Reuters reported the plane was evacuated by authorities in Madrid when a passenger began shaking.
The plane, which arrived from Lagos via Paris, will be disinfected, and the return trip of the flight was canceled.
The passenger was taken to Madrid's Carlos III Hospital in an ambulance, which based on televised images was flanked by a police motorcade, Reuters reported.
The driver of the ambulance was wearing full protective suit and goggles, as were the officials and emergency personnel who had surrounded the plane parked on the tarmac.
"There were police cars, there was an ambulance .. there was also the fire brigade and people in white suits," passenger Bronween Bashford, who had been waiting to board the plane in Madrid, told Reuters. "There was a lot of activity out on the tarmac."

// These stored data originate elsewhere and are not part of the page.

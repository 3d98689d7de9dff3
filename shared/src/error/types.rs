//! Error types and API response structures

use super::codes::ErrorCode;
use http::StatusCode;
use serde::{Deserialize, Serialize};
use serde_json::Value;
use std::collections::HashMap;
use thiserror::Error;

/// Application error with structured error code and details
///
/// The single error type crossing the API boundary:
/// - Standardized error codes via [`ErrorCode`]
/// - Human-readable messages
/// - Optional structured details (offending `field`, `resource`, ...)
#[derive(Debug, Clone, Error)]
#[error("{message}")]
pub struct AppError {
    /// The error code identifying the type of error
    pub code: ErrorCode,
    /// Human-readable error message
    pub message: String,
    /// Optional additional details (field-level errors, context, etc.)
    pub details: Option<HashMap<String, Value>>,
}

impl AppError {
    /// Create a new error with the default message for the error code
    pub fn new(code: ErrorCode) -> Self {
        Self {
            message: code.message().to_string(),
            code,
            details: None,
        }
    }

    /// Create a new error with a custom message
    pub fn with_message(code: ErrorCode, message: impl Into<String>) -> Self {
        Self {
            code,
            message: message.into(),
            details: None,
        }
    }

    /// Add a detail entry to this error
    pub fn with_detail(mut self, key: impl Into<String>, value: impl Into<Value>) -> Self {
        self.details
            .get_or_insert_with(HashMap::new)
            .insert(key.into(), value.into());
        self
    }

    /// Attach the name of the form field the error belongs to
    pub fn for_field(self, field: &str) -> Self {
        self.with_detail("field", field)
    }

    /// Get the HTTP status code for this error
    pub fn http_status(&self) -> StatusCode {
        self.code.http_status()
    }

    // ==================== Convenience constructors ====================

    /// Create a validation error
    pub fn validation(msg: impl Into<String>) -> Self {
        Self::with_message(ErrorCode::ValidationFailed, msg)
    }

    /// Create a not found error
    pub fn not_found(resource: impl Into<String>) -> Self {
        let r = resource.into();
        Self::with_message(ErrorCode::NotFound, format!("{} not found", r))
            .with_detail("resource", r)
    }

    /// Create an already exists error
    pub fn already_exists(resource: impl Into<String>) -> Self {
        let r = resource.into();
        Self::with_message(ErrorCode::AlreadyExists, format!("{} already exists", r))
            .with_detail("resource", r)
    }

    /// Create an invalid request error
    pub fn invalid(msg: impl Into<String>) -> Self {
        Self::with_message(ErrorCode::InvalidRequest, msg)
    }

    /// Create a not authenticated error
    pub fn unauthorized() -> Self {
        Self::new(ErrorCode::NotAuthenticated)
    }

    /// Create an invalid credentials error
    pub fn invalid_credentials() -> Self {
        Self::new(ErrorCode::InvalidCredentials)
    }

    /// Create an invalid token error
    pub fn invalid_token(msg: impl Into<String>) -> Self {
        Self::with_message(ErrorCode::TokenInvalid, msg)
    }

    /// Create a token expired error
    pub fn token_expired() -> Self {
        Self::new(ErrorCode::TokenExpired)
    }

    /// Create a permission denied error
    pub fn forbidden(msg: impl Into<String>) -> Self {
        Self::with_message(ErrorCode::PermissionDenied, msg)
    }

    /// Create an internal error
    pub fn internal(msg: impl Into<String>) -> Self {
        Self::with_message(ErrorCode::InternalError, msg)
    }

    /// Create a database error
    pub fn database(msg: impl Into<String>) -> Self {
        Self::with_message(ErrorCode::DatabaseError, msg)
    }
}

/// Unified API response structure
///
/// - `code`: Error code (0 for success)
/// - `message`: Human-readable message
/// - `data`: Response payload (on success)
/// - `details`: Additional error details (on failure)
#[derive(Debug, Clone, Serialize, Deserialize)]
pub struct ApiResponse<T> {
    /// Error code (0 for success, non-zero for errors)
    #[serde(skip_serializing_if = "Option::is_none")]
    pub code: Option<u16>,
    /// Human-readable message
    pub message: String,
    /// Response data (present on success)
    #[serde(skip_serializing_if = "Option::is_none")]
    pub data: Option<T>,
    /// Additional error details (present on failure)
    #[serde(skip_serializing_if = "Option::is_none")]
    pub details: Option<HashMap<String, Value>>,
}

impl<T> ApiResponse<T> {
    /// Create a success response with data
    pub fn success(data: T) -> Self {
        Self {
            code: Some(0),
            message: "OK".to_string(),
            data: Some(data),
            details: None,
        }
    }
}

impl ApiResponse<()> {
    /// Create a success response without data
    pub fn ok() -> Self {
        Self {
            code: Some(0),
            message: "OK".to_string(),
            data: None,
            details: None,
        }
    }

    /// Create an error response from an AppError
    pub fn error(err: &AppError) -> Self {
        Self {
            code: Some(err.code.code()),
            message: err.message.clone(),
            data: None,
            details: err.details.clone(),
        }
    }
}

/// Type alias for Result with AppError
pub type AppResult<T> = Result<T, AppError>;

// ===== Axum Integration =====

impl axum::response::IntoResponse for AppError {
    fn into_response(self) -> axum::response::Response {
        use axum::Json;

        let status = self.http_status();
        let body = ApiResponse::<()>::error(&self);

        if matches!(self.code.category(), super::category::ErrorCategory::System) {
            tracing::error!(
                code = %self.code,
                message = %self.message,
                "System error occurred"
            );
        }

        (status, Json(body)).into_response()
    }
}

impl<T: Serialize> axum::response::IntoResponse for ApiResponse<T> {
    fn into_response(self) -> axum::response::Response {
        use axum::Json;

        let status = match self.code {
            None | Some(0) => StatusCode::OK,
            Some(code) => ErrorCode::try_from(code)
                .map(|c| c.http_status())
                .unwrap_or(StatusCode::INTERNAL_SERVER_ERROR),
        };

        (status, Json(self)).into_response()
    }
}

The hospital where the passenger, whose identity is unknown, was taken is the same one where the most recent Ebola case, a nurse, is currently being held in stable condition.
Teresa Romero, the nurse, was diagnosed with the virus last week, and remains seriously ill, after caring for two infected priests - who were repatriated from West Africa and later died.
At least 15 others, including Romero's husband, are under observation for the virus.
The Spanish government has increased its vigilance and response to reports of Ebola since the first case of the priest - which was also the first case to be treated on the European continent.
Health officials have been training workers and promised an increase in training in the event of a mass outbreak.
But that hasn't stopped criticism of Spain's hospitals, and questions over if they are prepared for a crisis on a large scale, as well as calls for the resignation of Health Minister Ana Mato, Reuters reported.
Almost 4,500 people have died from the virus, most of them in the affected West African nations of Senegal, Nigeria, Liberia, Sierra Leone and Guinea.